The same process described above was used to examine the phylogenetics of hsp90 from the Chilean H. carotae. H. carotae clone 2449 (NCBI Accession JQ316187.1) was used as the search sequence to retrieve hsp90 from the H. carotae genome. Hsp90 sequences were obtained from NCBI for phylogenetic comparison to the H. carotae in this study from four Globodera species, six Heterodera species, all available H. carotae accessions, two Cactodera species, and six Meloidogyne species as an outgroup. NCBI accessions and species are denoted in Supplementary Fig. 4. Similar to the coxI results, the H. carotae from Chile fell into a clade separate from other Heterodera species but with other H. carotae isolates, supported by a bootstrap value of 0.943 (Supplementary Fig. 4).

The H. carotae genome was annotated using BRAKER v. 2.1.5 (Hoff et al., 2016) with protein hints from H. glycines (Masonbrink et al., 2019).
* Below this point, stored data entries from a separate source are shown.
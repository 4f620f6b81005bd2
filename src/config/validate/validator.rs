//! Configuration validation logic

use super::error::ValidationError;
use crate::config::schema::{DataSpec, GanSpec};
use crate::gan::{ClipRange, OptimizerSpec};

/// Validate a training config
///
/// Checks:
/// - Data paths exist
/// - Counts and rates are in valid ranges
/// - Clip ranges are ordered
/// - The model generates rows as wide as the data
pub fn validate_config(spec: &GanSpec) -> Result<(), ValidationError> {
    if spec.experiment.name.trim().is_empty() {
        return Err(ValidationError::EmptyExperimentName);
    }

    #[cfg(not(test))]
    if let DataSpec::JsonFile { path } = &spec.data {
        if !path.exists() {
            return Err(ValidationError::TrainDataNotFound(path.display().to_string()));
        }
    }

    let training = &spec.training;
    if training.batch_size == 0 {
        return Err(ValidationError::InvalidBatchSize(training.batch_size));
    }
    if training.max_epoch == 0 {
        return Err(ValidationError::InvalidEpochs(training.max_epoch));
    }
    if training.updates_per_epoch == 0 {
        return Err(ValidationError::InvalidUpdatesPerEpoch(training.updates_per_epoch));
    }
    if training.snapshot_interval == 0 {
        return Err(ValidationError::InvalidSnapshotInterval(training.snapshot_interval));
    }
    if training.gen_disc_update_ratio == 0 {
        return Err(ValidationError::InvalidUpdateRatio(training.gen_disc_update_ratio));
    }
    if training.n_critic == 0 {
        return Err(ValidationError::InvalidCriticSteps(training.n_critic));
    }
    if !training.info_reg_coeff.is_finite() || training.info_reg_coeff < 0.0 {
        return Err(ValidationError::InvalidInfoCoeff(training.info_reg_coeff));
    }

    check_range("weight_clip", training.weight_clip)?;
    if let Some(clip) = training.generator_grad_clip {
        check_range("generator_grad_clip", clip)?;
    }
    if let Some(clip) = training.discriminator_grad_clip {
        check_range("discriminator_grad_clip", clip)?;
    }

    if let Some(opt) = &spec.optimizer.discriminator {
        check_optimizer("discriminator", opt)?;
    }
    if let Some(opt) = &spec.optimizer.generator {
        check_optimizer("generator", opt)?;
    }

    if spec.model.latent_spec.is_empty() {
        return Err(ValidationError::EmptyLatentSpec);
    }
    if spec.model.output_dim == 0 {
        return Err(ValidationError::InvalidOutputDim(spec.model.output_dim));
    }
    if let Some(data) = spec.data.known_dim() {
        if data != spec.model.output_dim {
            return Err(ValidationError::DataDimMismatch { data, model: spec.model.output_dim });
        }
    }

    if let DataSpec::GaussianMixture { modes, radius, std } = spec.data {
        if modes == 0 {
            return Err(ValidationError::InvalidMixture("modes must be > 0".into()));
        }
        if !radius.is_finite() || !std.is_finite() || std < 0.0 {
            return Err(ValidationError::InvalidMixture(format!(
                "radius {radius} and std {std} must be finite, std >= 0"
            )));
        }
    }

    Ok(())
}

fn check_range(name: &'static str, range: ClipRange) -> Result<(), ValidationError> {
    if range.validate().is_err() {
        return Err(ValidationError::InvalidClipRange { name, lo: range.lo(), hi: range.hi() });
    }
    Ok(())
}

fn check_optimizer(player: &'static str, opt: &OptimizerSpec) -> Result<(), ValidationError> {
    if opt.lr.is_nan() || opt.lr <= 0.0 || opt.lr > 1.0 {
        return Err(ValidationError::InvalidLearningRate { player, lr: opt.lr });
    }
    if let Some(beta1) = opt.beta1 {
        if !(0.0..1.0).contains(&beta1) {
            return Err(ValidationError::InvalidBeta1 { player, beta1 });
        }
    }
    Ok(())
}
//! Ring of Gaussians, the usual 2-D toy target for GANs

use rand::rngs::StdRng;
use rand::{Rng, SeedableRng};

use super::{Batch, Dataset};
use crate::autograd::Tensor;
use crate::distributions::sampling::standard_normal;
use crate::{Error, Result};

/// `modes` isotropic Gaussians evenly spaced on a circle
#[derive(Debug, Clone)]
pub struct GaussianMixture {
    modes: usize,
    radius: f32,
    std: f32,
    rng: StdRng,
}

impl GaussianMixture {
    pub fn new(modes: usize, radius: f32, std: f32, seed: u64) -> Result<Self> {
        if modes == 0 {
            return Err(Error::Config("gaussian mixture needs at least one mode".into()));
        }
        if std.is_nan() || std < 0.0 {
            return Err(Error::Config(format!("mixture std must be >= 0, got {std}")));
        }
        Ok(Self { modes, radius, std, rng: StdRng::seed_from_u64(seed) })
    }

    /// Center of mode `k`
    pub fn center(&self, k: usize) -> (f32, f32) {
        let theta = 2.0 * std::f32::consts::PI * k as f32 / self.modes as f32;
        (self.radius * theta.cos(), self.radius * theta.sin())
    }
}

impl Dataset for GaussianMixture {
    fn dim(&self) -> usize {
        2
    }

    fn next_batch(&mut self, batch_size: usize) -> Result<Batch> {
        let mut values = Vec::with_capacity(batch_size * 2);
        let mut labels = Vec::with_capacity(batch_size);
        for _ in 0..batch_size {
            let k = self.rng.random_range(0..self.modes);
            let (cx, cy) = self.center(k);
            values.push(cx + self.std * standard_normal(&mut self.rng));
            values.push(cy + self.std * standard_normal(&mut self.rng));
            labels.push(k);
        }
        Ok(Batch::new(Tensor::from_vec(values, false), batch_size, 2).with_labels(labels))
    }
}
In order to compare across other Heterodera species genomes, H. schachtii was also annotated with the same parameters as H. carotae. H. schachtii and H. glycines have 9,556 and 12,467 more genes, respectively, than H. carotae, which has 17,212 protein coding genes identified in the genome (Table 1). In the H. glycines genome there is a strong colocalization of effector genes in highly duplicated scaffolds (Masonbrink et al., 2019). Some protein coding genes could be lost in H. carotae genome due to the collapse of repeated and duplicated regions in the current assembly. Additionally, H. glycines was annotated with the addition of RNAseq data, which is not available for H. carotae. The addition of RNAseq data could both improve the predicted proteins calls in the H. carotae annotation and increase the number of predicted proteins.

The H. carotae genome assembly, annotation, and raw data can be found under the NCBI BioProject PRJNA774818. This version of the H. carotae genome provides a starting point for further investigation into the basic biology of H. carotae and a resource for the greater cyst nematode genomics community. Further sequencing and improvements to the H. carotae genome would increase its usefulness; however, in its current state this genome offers researchers a resource for discovering novel H. carotae effectors, developing diagnostic markers, or examining genomic similarities across cyst species.